Eu tinha — em meus dias de estudante — o estranho hábito de fazer listas… coisa que hoje é impensável-impraticável. Talvez por isso tenha me espantado ao me deparar com a tal ‘novidade’ imediatamente na primeira página do velho companheiro de estudos.

 


 

Tenho medo {aos treze anos}

  1. Do som das multidões
  2. Do sol do meio dia
  3. De pessoas enfurecidas
  4. Do menino bobo do segundo ano (o mais bonito, o mais forte, o mais seguro de si, o mais desejado pelas meninas… o mais, nunca menos) urgh
  5. De não ter tempo de chegar a última página do Romance do dia. (estou a ler MrsDalloway de Virginia Woolf)
  6. De ser reconhecida nos lugares onde passo.
  7. De ficar igual a minha tia (física e mentalmente)
  8. De formigas vermelhas
  9. Do som do telefone na madrugada
  10. De não conseguir calar a minha voz e dizer tudo que penso e sinto a alguém.


 

 …e lá se vão mais de vinte anos! — e eu confesso que senti uma enorme paz em me deparar com todos esses medos menores. Do menino do segundo ano — do qual não me lembro. Nem mesmo com grande esforço. Das formigas vermelhas, que viviam em nosso jardim… e que na infância ‘devoraram’ o meu pé. Era o espaço delas entre as margaridas {minhas flores favoritas até então}. Gostava de me enfiar entre elas e sentir aquele aroma sutilmente adocicado. Não havia aviso que ali era o ‘lar doce lar’ das benditas formigas vermelhas. Eu pisei, sem saber, num monte fofo de terra e depois disso só me lembro da forte dor que cresceu perna acima e me paralisou completamente. Voltei a mim apenas no dia seguinte… na cama de hospital. Tinha entrado em choque. Ganhei uma pulseira de identificação onde se podia ler: ‘alérgica’ com a minha cor favorita: o vermelho. E o conselho do simpático ‘doutor’: ‘fique longe de formigas e abelhas, bambina‘. Uma picada poderia me matar.
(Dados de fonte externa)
//! Adaptive per-service history poller.
//!
//! A freshly started poller fetches immediately, then every `fast_interval`
//! until `fast_window` has elapsed since it started. At that point it switches
//! to the slow phase, fetches once more straight away, and continues every
//! `slow_interval` until cancelled.
//!
//! At most one fetch per poller is in flight. Ticks that come due while a
//! fetch is still running are skipped, not queued. The phase switch is
//! driven by the clock alone: it happens at `fast_window` even mid-fetch,
//! and its fetch is issued as soon as the running one resolves.

use std::future::Future;
use std::pin::Pin;
use std::sync::Arc;
use std::time::Duration;

use tokio::sync::{mpsc, watch};
use tokio::time::{interval_at, sleep_until, Instant, MissedTickBehavior};

use super::{EngineEvent, StopHandle, StopSignal};
use crate::api::{HealthCheckRecord, ServiceId, StatusApi};
use crate::error::ApiError;

/// Cadence of an [`AdaptivePoller`].
#[derive(Debug, Clone, Copy, PartialEq, Eq)]
pub struct PollSchedule {
    pub fast_interval: Duration,
    pub fast_window: Duration,
    pub slow_interval: Duration,
}

impl Default for PollSchedule {
    fn default() -> Self {
        Self {
            fast_interval: Duration::from_secs(3),
            fast_window: Duration::from_secs(20),
            slow_interval: Duration::from_secs(30),
        }
    }
}

/// Which cadence a poller is currently on.
#[derive(Debug, Clone, Copy, PartialEq, Eq)]
pub enum PollPhase {
    Fast,
    Slow,
}

impl PollPhase {
    pub fn label(&self) -> &'static str {
        match self {
            PollPhase::Fast => "fast",
            PollPhase::Slow => "slow",
        }
    }
}

/// Spawns history pollers that report into the engine's event channel.
#[derive(Debug, Clone)]
pub struct AdaptivePoller {
    api: Arc<dyn StatusApi>,
    schedule: PollSchedule,
    history_limit: usize,
    events: mpsc::UnboundedSender<EngineEvent>,
}

impl AdaptivePoller {
    pub fn new(
        api: Arc<dyn StatusApi>,
        schedule: PollSchedule,
        history_limit: usize,
        events: mpsc::UnboundedSender<EngineEvent>,
    ) -> Self {
        Self {
            api,
            schedule,
            history_limit,
            events,
        }
    }

    pub fn schedule(&self) -> PollSchedule {
        self.schedule
    }

    /// Start polling `service_id`. Every event the poller emits carries
    /// `generation`, so results from a replaced poller can be told apart.
    ///
    /// Must be called from within a tokio runtime.
    pub fn start(&self, service_id: ServiceId, generation: u64) -> PollHandle {
        let (stop, signal) = StopHandle::new();
        let (phase_tx, phase_rx) = watch::channel(PollPhase::Fast);
        let started = Instant::now();

        let task = PollTask {
            api: self.api.clone(),
            schedule: self.schedule,
            history_limit: self.history_limit,
            events: self.events.clone(),
            service_id,
            generation,
        };
        tokio::spawn(task.run(started, signal, phase_tx));

        PollHandle {
            stop,
            phase: phase_rx,
            generation,
            started,
        }
    }
}

/// Owner handle for a running poller. Dropping it cancels the poller.
#[derive(Debug)]
pub struct PollHandle {
    stop: StopHandle,
    phase: watch::Receiver<PollPhase>,
    generation: u64,
    started: Instant,
}

impl PollHandle {
    /// Stop the poller. Idempotent; a fetch already in flight is discarded.
    pub fn cancel(&self) {
        self.stop.cancel();
    }

    pub fn is_cancelled(&self) -> bool {
        self.stop.is_cancelled()
    }

    pub fn generation(&self) -> u64 {
        self.generation
    }

    pub fn phase(&self) -> PollPhase {
        *self.phase.borrow()
    }

    /// Time since the poller started.
    pub fn elapsed(&self) -> Duration {
        self.started.elapsed()
    }
}

struct PollTask {
    api: Arc<dyn StatusApi>,
    schedule: PollSchedule,
    history_limit: usize,
    events: mpsc::UnboundedSender<EngineEvent>,
    service_id: ServiceId,
    generation: u64,
}

type HistoryFetch = Pin<Box<dyn Future<Output = Result<Vec<HealthCheckRecord>, ApiError>> + Send>>;

impl PollTask {
    async fn run(
        self,
        started: Instant,
        mut signal: StopSignal,
        phase_tx: watch::Sender<PollPhase>,
    ) {
        let PollSchedule {
            fast_interval,
            fast_window,
            slow_interval,
        } = self.schedule;

        tracing::debug!(
            service_id = %self.service_id,
            generation = self.generation,
            "Poller started"
        );

        // Both cadences are anchored to the start time, never to when a
        // fetch happened to finish.
        let mut fast_ticker = interval_at(started + fast_interval, fast_interval);
        fast_ticker.set_missed_tick_behavior(MissedTickBehavior::Skip);
        let mut slow_ticker = interval_at(started + fast_window + slow_interval, slow_interval);
        slow_ticker.set_missed_tick_behavior(MissedTickBehavior::Skip);
        let switch = sleep_until(started + fast_window);
        tokio::pin!(switch);

        let mut phase = PollPhase::Fast;
        let mut in_flight: Option<HistoryFetch> = None;
        let mut due = true;

        loop {
            if due && in_flight.is_none() {
                in_flight = Some(self.request());
                due = false;
            }

            tokio::select! {
                biased;
                _ = signal.stopped() => return,
                _ = &mut switch, if phase == PollPhase::Fast => {
                    phase = PollPhase::Slow;
                    phase_tx.send_replace(phase);
                    tracing::info!(
                        service_id = %self.service_id,
                        interval_secs = slow_interval.as_secs(),
                        "Poller switched to slow cadence"
                    );
                    // Owed even when a fetch is running; it goes out once
                    // that one resolves.
                    due = true;
                }
                Some(result) = resolve(&mut in_flight), if in_flight.is_some() => {
                    in_flight = None;
                    if !self.emit(&signal, result) {
                        return;
                    }
                }
                _ = fast_ticker.tick(), if phase == PollPhase::Fast => {
                    due |= in_flight.is_none();
                }
                _ = slow_ticker.tick(), if phase == PollPhase::Slow => {
                    due |= in_flight.is_none();
                }
            }
        }
    }

    fn request(&self) -> HistoryFetch {
        let api = self.api.clone();
        let (id, limit) = (self.service_id, self.history_limit);
        Box::pin(async move { api.history(id, limit).await })
    }

    /// Emit a fetch result. Returns false once the poller should exit,
    /// either because it was stopped or nobody is listening.
    fn emit(
        &self,
        signal: &StopSignal,
        result: Result<Vec<HealthCheckRecord>, ApiError>,
    ) -> bool {
        if signal.is_stopped() {
            return false;
        }

        match &result {
            Ok(records) => tracing::debug!(
                service_id = %self.service_id,
                records = records.len(),
                "History fetched"
            ),
            Err(e) => tracing::warn!(
                service_id = %self.service_id,
                error = %e,
                "History fetch failed"
            ),
        }

        self.events
            .send(EngineEvent::History {
                service_id: self.service_id,
                generation: self.generation,
                result,
            })
            .is_ok()
    }
}

async fn resolve(
    fetch: &mut Option<HistoryFetch>,
) -> Option<Result<Vec<HealthCheckRecord>, ApiError>> {
    match fetch {
        Some(fetch) => Some(fetch.await),
        None => None,
    }
}

#[cfg(test)]
mod tests {
    use super::*;
    use crate::api::CheckStatus;
    use crate::engine::testing::{records, FakeApi};

    const ID: ServiceId = ServiceId(1);

    fn poller(api: &Arc<FakeApi>) -> (AdaptivePoller, mpsc::UnboundedReceiver<EngineEvent>) {
        let (tx, rx) = mpsc::unbounded_channel();
        let api: Arc<dyn StatusApi> = api.clone();
        (AdaptivePoller::new(api, PollSchedule::default(), 50, tx), rx)
    }

    fn offsets(api: &FakeApi, start: Instant) -> Vec<u64> {
        api.history_calls(ID)
            .iter()
            .map(|at| at.duration_since(start).as_secs())
            .collect()
    }

    fn drain(rx: &mut mpsc::UnboundedReceiver<EngineEvent>) -> Vec<EngineEvent> {
        let mut events = Vec::new();
        while let Ok(event) = rx.try_recv() {
            events.push(event);
        }
        events
    }

    #[tokio::test(start_paused = true)]
    async fn test_fast_then_slow_schedule() {
        let api = Arc::new(FakeApi::default());
        let (poller, mut rx) = poller(&api);
        let start = Instant::now();
        let handle = poller.start(ID, 7);

        tokio::time::sleep(Duration::from_secs(85)).await;

        assert_eq!(
            offsets(&api, start),
            vec![0, 3, 6, 9, 12, 15, 18, 20, 50, 80]
        );
        assert_eq!(handle.phase(), PollPhase::Slow);

        let events = drain(&mut rx);
        assert_eq!(events.len(), 10);
        assert!(events.iter().all(|e| matches!(
            e,
            EngineEvent::History { service_id: ID, generation: 7, result: Ok(_) }
        )));
    }

    #[tokio::test(start_paused = true)]
    async fn test_phase_switches_after_fast_window() {
        let api = Arc::new(FakeApi::default());
        let (poller, _rx) = poller(&api);
        let handle = poller.start(ID, 1);

        tokio::time::sleep(Duration::from_secs(10)).await;
        assert_eq!(handle.phase(), PollPhase::Fast);

        tokio::time::sleep(Duration::from_secs(11)).await;
        assert_eq!(handle.phase(), PollPhase::Slow);
        assert!(handle.elapsed() >= Duration::from_secs(21));
    }

    #[tokio::test(start_paused = true)]
    async fn test_cancel_stops_further_fetches() {
        let api = Arc::new(FakeApi::default());
        let (poller, mut rx) = poller(&api);
        let start = Instant::now();
        let handle = poller.start(ID, 1);

        tokio::time::sleep(Duration::from_secs(25)).await;
        handle.cancel();
        handle.cancel();
        assert!(handle.is_cancelled());

        tokio::time::sleep(Duration::from_secs(200)).await;
        assert_eq!(offsets(&api, start), vec![0, 3, 6, 9, 12, 15, 18, 20]);
        assert_eq!(drain(&mut rx).len(), 8);
    }

    #[tokio::test(start_paused = true)]
    async fn test_dropping_handle_cancels() {
        let api = Arc::new(FakeApi::default());
        let (poller, _rx) = poller(&api);
        let start = Instant::now();
        let handle = poller.start(ID, 1);

        tokio::time::sleep(Duration::from_secs(4)).await;
        drop(handle);
        tokio::time::sleep(Duration::from_secs(60)).await;

        assert_eq!(offsets(&api, start), vec![0, 3]);
    }

    #[tokio::test(start_paused = true)]
    async fn test_in_flight_result_discarded_after_cancel() {
        let api = Arc::new(FakeApi::default());
        api.set_history(ID, records(&[(CheckStatus::Up, 0.1)]));
        api.delay_history(Duration::from_secs(5));
        let (poller, mut rx) = poller(&api);
        let handle = poller.start(ID, 1);

        tokio::time::sleep(Duration::from_secs(1)).await;
        assert_eq!(api.history_calls(ID).len(), 1);
        handle.cancel();

        tokio::time::sleep(Duration::from_secs(10)).await;
        assert!(drain(&mut rx).is_empty());
        assert_eq!(api.history_calls(ID).len(), 1);
    }

    #[tokio::test(start_paused = true)]
    async fn test_failures_are_reported_and_polling_continues() {
        let api = Arc::new(FakeApi::default());
        api.fail_history(ID, true);
        let (poller, mut rx) = poller(&api);
        let _handle = poller.start(ID, 1);

        tokio::time::sleep(Duration::from_secs(7)).await;

        let events = drain(&mut rx);
        assert_eq!(events.len(), 3);
        assert!(events.iter().all(|e| matches!(
            e,
            EngineEvent::History { result: Err(_), .. }
        )));
    }

    #[tokio::test(start_paused = true)]
    async fn test_phase_switch_is_on_time_while_fetch_in_flight() {
        let api = Arc::new(FakeApi::default());
        api.delay_history(Duration::from_secs(7));
        let (poller, mut rx) = poller(&api);
        let start = Instant::now();
        let handle = poller.start(ID, 1);

        // Fetches run 0-7, 9-16 and 18-25; ticks at 3, 6, 12 and 15 land
        // mid-fetch and are skipped.
        tokio::time::sleep(Duration::from_millis(20_500)).await;
        assert_eq!(handle.phase(), PollPhase::Slow);
        assert_eq!(offsets(&api, start), vec![0, 9, 18]);

        // The switch fetch waits for the one in flight, and the slow cadence
        // stays anchored to the fast window.
        tokio::time::sleep(Duration::from_secs(67)).await;
        assert_eq!(offsets(&api, start), vec![0, 9, 18, 25, 50, 80]);
        assert_eq!(api.max_in_flight(), 1);
        assert_eq!(drain(&mut rx).len(), 6);
    }

    #[tokio::test(start_paused = true)]
    async fn test_slow_fetches_never_overlap() {
        let api = Arc::new(FakeApi::default());
        api.delay_history(Duration::from_secs(10));
        let (poller, _rx) = poller(&api);
        let _handle = poller.start(ID, 1);

        tokio::time::sleep(Duration::from_secs(120)).await;

        assert!(api.history_calls(ID).len() > 3);
        assert_eq!(api.max_in_flight(), 1);
    }
}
Ainda tendo medo de formigas e abelhas… e de multidões também. Do sol do meio dia… e acrescento, do verão tropical — porque meu corpo não se acostuma a essa brasa que faz arder o chão, o ar, a vida, a realidade e tudo que toca.

Mas, eu removeria alguns itens ali. Sinal de que algo mudou — em mim… ou no mundo.

Mas e você, tem medo de que?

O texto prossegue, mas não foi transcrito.